Adwokat Czarneckiego mec. Roman Giertych przyznał, że słynnej kartki z jednym procentem nie ma, ale - jak przekonywał - jest inny sposób na udowodnienie tego, że istniała. Oświadczył, że jego klient jest gotowy poddać się badaniu wariograficznemu.
Z nagrania, którego stenogram Czarnecki przekazał prokuraturze wraz z zawiadomieniem o przestępstwie, wynika, że Chrzanowski miał proponować mu następujące przysługi: usunięcie z KNF Zdzisława Sokala - przedstawiciela prezydenta w Komisji i szefa Bankowego Funduszu Gwarancyjnego - bo jest on zwolennikiem przejęcia banków Czarneckiego (Getin Noble Banku i Idea Banku) przez państwo; złagodzenie skutków finansowych zwiększenia tzw. stopy podwyższonego ryzyka (kosztowało to bank ok. 1 mld zł) oraz życzliwe podejście KNF i NBP do planów restrukturyzacji banków Czarneckiego.
Marek Chrzanowski, podejrzany o przekroczenie uprawnień, został w nocy ze środy na czwartek aresztowany na dwa miesiące.
"Nie będą wykonywane żadne gesty, które uniemożliwią reformę sądownictwa"
Waldemar Paruch komentował też w TVN24 spór wokół polskiego sądownictwa, jaki Warszawa toczy z Brukselą.
Paruch podkreślił w "Rozmowie Piaseckiego", że "rządzący są nastawieni na naprawienie tego problemu, bo jest to rozwiązanie konieczne".
- Pytanie: na ile Komisja Europejska zacznie właściwy dialog, a przestanie reprezentować stanowisko tylko jednej ze stron sporu wewnętrznego - dodał.
Stwierdził, że "rządzący doskonale wiedzą, że ten problem trzeba unormować".

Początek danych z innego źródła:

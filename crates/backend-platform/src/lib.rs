//! Durable secret storage and the session store built on top of it.
//!
//! Secrets are addressed by `(service, account)`. The session keeps its
//! credential under the account it was loaded with and the resolved identity
//! under a sibling `"{account}.identity"` entry.

use std::{
    collections::BTreeMap,
    sync::{Arc, RwLock},
};

use thiserror::Error;

/// JSON-file secret backend.
pub mod file_store;
/// Credential and identity holder shared across the runtime.
pub mod session;

pub use file_store::FileSecretStore;
pub use session::SessionStore;

#[derive(Debug, Error, Clone, PartialEq, Eq)]
pub enum SecretStoreError {
    #[error("secret not found")]
    NotFound,
    #[error("secret store unavailable: {0}")]
    Unavailable(String),
    #[error("secret store backend failure: {0}")]
    Backend(String),
}

/// Key/value backend for session secrets.
pub trait SecretStore: Send + Sync {
    fn set_secret(
        &self,
        service: &str,
        account: &str,
        secret: &str,
    ) -> Result<(), SecretStoreError>;

    /// Returns `NotFound` when nothing is stored for the pair.
    fn get_secret(&self, service: &str, account: &str) -> Result<String, SecretStoreError>;

    /// Returns `NotFound` when nothing is stored for the pair.
    fn delete_secret(&self, service: &str, account: &str) -> Result<(), SecretStoreError>;
}

impl<T: SecretStore + ?Sized> SecretStore for Arc<T> {
    fn set_secret(
        &self,
        service: &str,
        account: &str,
        secret: &str,
    ) -> Result<(), SecretStoreError> {
        (**self).set_secret(service, account, secret)
    }

    fn get_secret(&self, service: &str, account: &str) -> Result<String, SecretStoreError> {
        (**self).get_secret(service, account)
    }

    fn delete_secret(&self, service: &str, account: &str) -> Result<(), SecretStoreError> {
        (**self).delete_secret(service, account)
    }
}

type ServiceSecrets = BTreeMap<String, BTreeMap<String, String>>;

/// Process-local backend; nothing survives a restart.
#[derive(Clone, Default)]
pub struct InMemorySecretStore {
    services: Arc<RwLock<ServiceSecrets>>,
}

impl SecretStore for InMemorySecretStore {
    fn set_secret(
        &self,
        service: &str,
        account: &str,
        secret: &str,
    ) -> Result<(), SecretStoreError> {
        let mut services = self
            .services
            .write()
            .unwrap_or_else(|poisoned| poisoned.into_inner());
        services
            .entry(service.to_owned())
            .or_default()
            .insert(account.to_owned(), secret.to_owned());
        Ok(())
    }

    fn get_secret(&self, service: &str, account: &str) -> Result<String, SecretStoreError> {
        let services = self
            .services
            .read()
            .unwrap_or_else(|poisoned| poisoned.into_inner());
        services
            .get(service)
            .and_then(|accounts| accounts.get(account))
            .cloned()
            .ok_or(SecretStoreError::NotFound)
    }

    fn delete_secret(&self, service: &str, account: &str) -> Result<(), SecretStoreError> {
        let mut services = self
            .services
            .write()
            .unwrap_or_else(|poisoned| poisoned.into_inner());
        let accounts = services.get_mut(service).ok_or(SecretStoreError::NotFound)?;
        accounts.remove(account).ok_or(SecretStoreError::NotFound)?;
        if accounts.is_empty() {
            services.remove(service);
        }
        Ok(())
    }
}

/// Platform keychain backend (macOS Keychain, Windows Credential Manager,
/// Secret Service on Linux).
#[cfg(feature = "os-keyring")]
#[derive(Default, Clone, Copy)]
pub struct OsKeyringSecretStore;

#[cfg(feature = "os-keyring")]
impl OsKeyringSecretStore {
    fn entry(service: &str, account: &str) -> Result<keyring::Entry, SecretStoreError> {
        keyring::Entry::new(service, account).map_err(keyring_error)
    }
}

#[cfg(feature = "os-keyring")]
fn keyring_error(err: keyring::Error) -> SecretStoreError {
    match err {
        keyring::Error::NoEntry => SecretStoreError::NotFound,
        keyring::Error::NoStorageAccess(inner) | keyring::Error::PlatformFailure(inner) => {
            SecretStoreError::Unavailable(inner.to_string())
        }
        other => SecretStoreError::Backend(other.to_string()),
    }
}

#[cfg(feature = "os-keyring")]
impl SecretStore for OsKeyringSecretStore {
    fn set_secret(
        &self,
        service: &str,
        account: &str,
        secret: &str,
    ) -> Result<(), SecretStoreError> {
        Self::entry(service, account)?
            .set_password(secret)
            .map_err(keyring_error)
    }

    fn get_secret(&self, service: &str, account: &str) -> Result<String, SecretStoreError> {
        Self::entry(service, account)?
            .get_password()
            .map_err(keyring_error)
    }

    fn delete_secret(&self, service: &str, account: &str) -> Result<(), SecretStoreError> {
        Self::entry(service, account)?
            .delete_credential()
            .map_err(keyring_error)
    }
}

/// A backend pinned to one service name.
#[derive(Clone)]
pub struct ScopedSecretStore<S: SecretStore> {
    inner: S,
    service: String,
}

impl<S: SecretStore> ScopedSecretStore<S> {
    pub fn new(inner: S, service: impl Into<String>) -> Self {
        Self {
            inner,
            service: service.into(),
        }
    }

    pub fn set(&self, account: &str, secret: &str) -> Result<(), SecretStoreError> {
        self.inner.set_secret(&self.service, account, secret)
    }

    /// Like `get_secret`, but an absent entry is `Ok(None)`.
    pub fn find(&self, account: &str) -> Result<Option<String>, SecretStoreError> {
        match self.inner.get_secret(&self.service, account) {
            Ok(secret) => Ok(Some(secret)),
            Err(SecretStoreError::NotFound) => Ok(None),
            Err(err) => Err(err),
        }
    }

    /// Remove an entry; removing an absent entry succeeds.
    pub fn remove(&self, account: &str) -> Result<(), SecretStoreError> {
        match self.inner.delete_secret(&self.service, account) {
            Ok(()) | Err(SecretStoreError::NotFound) => Ok(()),
            Err(err) => Err(err),
        }
    }

    pub fn service(&self) -> &str {
        &self.service
    }
}

#[cfg(test)]
mod tests {
    use super::*;

    #[test]
    fn in_memory_store_reports_missing_entries() {
        let store = InMemorySecretStore::default();
        assert_eq!(
            store.get_secret("chatfeed", "http://127.0.0.1:8000"),
            Err(SecretStoreError::NotFound)
        );

        store
            .set_secret("chatfeed", "http://127.0.0.1:8000", "9944b09199c62bcf")
            .expect("set should work");
        store
            .delete_secret("chatfeed", "http://127.0.0.1:8000")
            .expect("delete should work");
        assert_eq!(
            store.delete_secret("chatfeed", "http://127.0.0.1:8000"),
            Err(SecretStoreError::NotFound)
        );
    }

    #[test]
    fn scoped_find_and_remove_treat_absence_as_empty() {
        let base: Arc<dyn SecretStore> = Arc::new(InMemorySecretStore::default());
        let scope = ScopedSecretStore::new(base, "chatfeed");

        assert_eq!(scope.find("default").expect("find"), None);
        scope.remove("default").expect("removing nothing is fine");

        scope.set("default", "tok").expect("set");
        assert_eq!(scope.find("default").expect("find"), Some("tok".to_owned()));
        scope.remove("default").expect("remove");
        assert_eq!(scope.find("default").expect("find"), None);
    }

    #[test]
    fn scopes_sharing_a_backend_do_not_see_each_other() {
        let base: Arc<dyn SecretStore> = Arc::new(InMemorySecretStore::default());
        let staging = ScopedSecretStore::new(base.clone(), "chatfeed-staging");
        let prod = ScopedSecretStore::new(base, "chatfeed-prod");

        staging.set("default", "one").expect("set staging");

        assert_eq!(prod.find("default").expect("find prod"), None);
        assert_eq!(staging.service(), "chatfeed-staging");
    }

    struct OfflineStore;

    impl SecretStore for OfflineStore {
        fn set_secret(&self, _: &str, _: &str, _: &str) -> Result<(), SecretStoreError> {
            Err(SecretStoreError::Unavailable("keychain locked".to_owned()))
        }

        fn get_secret(&self, _: &str, _: &str) -> Result<String, SecretStoreError> {
            Err(SecretStoreError::Unavailable("keychain locked".to_owned()))
        }

        fn delete_secret(&self, _: &str, _: &str) -> Result<(), SecretStoreError> {
            Err(SecretStoreError::Unavailable("keychain locked".to_owned()))
        }
    }

    #[test]
    fn backend_failures_are_not_mistaken_for_absence() {
        let scope = ScopedSecretStore::new(OfflineStore, "chatfeed");
        let unavailable = SecretStoreError::Unavailable("keychain locked".to_owned());

        assert_eq!(scope.find("default"), Err(unavailable.clone()));
        assert_eq!(scope.remove("default"), Err(unavailable));
    }
}
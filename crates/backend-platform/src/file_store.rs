use std::{
    collections::BTreeMap,
    fs, io,
    path::{Path, PathBuf},
    sync::Mutex,
    time::{SystemTime, UNIX_EPOCH},
};

use crate::{SecretStore, SecretStoreError};

type Secrets = BTreeMap<String, BTreeMap<String, String>>;

/// Secrets kept in one JSON file (`service -> account -> secret`).
///
/// Every write rewrites the whole file through a temp file and a rename, so
/// a crash never leaves a truncated store behind.
#[derive(Debug)]
pub struct FileSecretStore {
    path: PathBuf,
    lock: Mutex<()>,
}

impl FileSecretStore {
    pub fn new(path: impl Into<PathBuf>) -> Self {
        Self {
            path: path.into(),
            lock: Mutex::new(()),
        }
    }

    pub fn path(&self) -> &Path {
        &self.path
    }

    fn read_all(&self) -> Result<Secrets, SecretStoreError> {
        let raw = match fs::read(&self.path) {
            Ok(raw) => raw,
            Err(err) if err.kind() == io::ErrorKind::NotFound => return Ok(Secrets::new()),
            Err(err) => {
                return Err(SecretStoreError::Unavailable(format!(
                    "failed reading {}: {err}",
                    self.path.display()
                )));
            }
        };

        serde_json::from_slice(&raw).map_err(|err| {
            SecretStoreError::Backend(format!("failed parsing {}: {err}", self.path.display()))
        })
    }

    fn write_all(&self, secrets: &Secrets) -> Result<(), SecretStoreError> {
        if let Some(parent) = self.path.parent()
            && !parent.as_os_str().is_empty()
        {
            fs::create_dir_all(parent).map_err(|err| {
                SecretStoreError::Unavailable(format!(
                    "failed creating {}: {err}",
                    parent.display()
                ))
            })?;
        }

        let encoded = serde_json::to_vec_pretty(secrets)
            .map_err(|err| SecretStoreError::Backend(err.to_string()))?;
        let temp_path = temp_path_for(&self.path);
        fs::write(&temp_path, encoded).map_err(|err| {
            SecretStoreError::Unavailable(format!(
                "failed writing {}: {err}",
                temp_path.display()
            ))
        })?;
        restrict_permissions(&temp_path);

        if let Err(rename_err) = fs::rename(&temp_path, &self.path) {
            // Windows refuses to rename over an existing file.
            match fs::remove_file(&self.path) {
                Ok(()) => {}
                Err(err) if err.kind() == io::ErrorKind::NotFound => {}
                Err(err) => {
                    let _ = fs::remove_file(&temp_path);
                    return Err(SecretStoreError::Backend(format!(
                        "failed replacing {} after rename error ({rename_err}): {err}",
                        self.path.display()
                    )));
                }
            }
            fs::rename(&temp_path, &self.path).map_err(|err| {
                let _ = fs::remove_file(&temp_path);
                SecretStoreError::Backend(format!(
                    "failed writing {} after temp write: {err}",
                    self.path.display()
                ))
            })?;
        }

        Ok(())
    }

    fn locked(&self) -> Result<std::sync::MutexGuard<'_, ()>, SecretStoreError> {
        self.lock
            .lock()
            .map_err(|_| SecretStoreError::Backend("poisoned lock".to_owned()))
    }
}

impl SecretStore for FileSecretStore {
    fn set_secret(
        &self,
        service: &str,
        account: &str,
        secret: &str,
    ) -> Result<(), SecretStoreError> {
        let _guard = self.locked()?;
        let mut secrets = self.read_all()?;
        secrets
            .entry(service.to_owned())
            .or_default()
            .insert(account.to_owned(), secret.to_owned());
        self.write_all(&secrets)
    }

    fn get_secret(&self, service: &str, account: &str) -> Result<String, SecretStoreError> {
        let _guard = self.locked()?;
        self.read_all()?
            .get(service)
            .and_then(|accounts| accounts.get(account))
            .cloned()
            .ok_or(SecretStoreError::NotFound)
    }

    fn delete_secret(&self, service: &str, account: &str) -> Result<(), SecretStoreError> {
        let _guard = self.locked()?;
        let mut secrets = self.read_all()?;
        let accounts = secrets.get_mut(service).ok_or(SecretStoreError::NotFound)?;
        accounts.remove(account).ok_or(SecretStoreError::NotFound)?;
        if accounts.is_empty() {
            secrets.remove(service);
        }
        self.write_all(&secrets)
    }
}

fn temp_path_for(path: &Path) -> PathBuf {
    let parent = path.parent().unwrap_or_else(|| Path::new("."));
    let file_name = path
        .file_name()
        .and_then(|value| value.to_str())
        .unwrap_or("secrets.json");
    let now_nanos = SystemTime::now()
        .duration_since(UNIX_EPOCH)
        .map(|duration| duration.as_nanos())
        .unwrap_or(0);
    parent.join(format!(".{file_name}.{now_nanos}.tmp"))
}

#[cfg(unix)]
fn restrict_permissions(path: &Path) {
    use std::os::unix::fs::PermissionsExt;

    if let Err(err) = fs::set_permissions(path, fs::Permissions::from_mode(0o600)) {
        tracing::debug!(path = %path.display(), error = %err, "could not restrict secret file mode");
    }
}

#[cfg(not(unix))]
fn restrict_permissions(_path: &Path) {}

- Tkwienie w tym sporze z Komisją Europejską umożliwiło opozycji zbudowanie fałszywej, ale skutecznej narracji, że obóz rządzący wchodzi na ścieżkę tak zwanego polexitu. Trzeba tę narrację zablokować, bo jest niewłaściwa, fałszywa i szkodliwa dla Polski - powiedział Paruch.
W jego ocenie, skierowanie sprawy Sądu Najwyższego do Trybunału Sprawiedliwości Unii Europejskiej "jest wyrazem bezradności Komisji Europejskiej w sporze z państwem polskim".
Senat przyjął w piątek późnym wieczorem bez wprowadzania poprawek nowelizację ustawy o Sądzie Najwyższym. Nowelizacja ta umożliwia powrót do orzekania sędziów Sądu Najwyższego i Naczelnego Sądu Administracyjnego, którzy wcześniej uchwalonymi przez Prawo i Sprawiedliwość przepisami zostali zmuszeni do przejścia w stan spoczynku.
Pytany, czy rządzący są gotowi na kolejne ustępstwa w tej sprawie, odparł, że "nie będą wykonywane żadne gesty, które uniemożliwią reformę sądownictwa".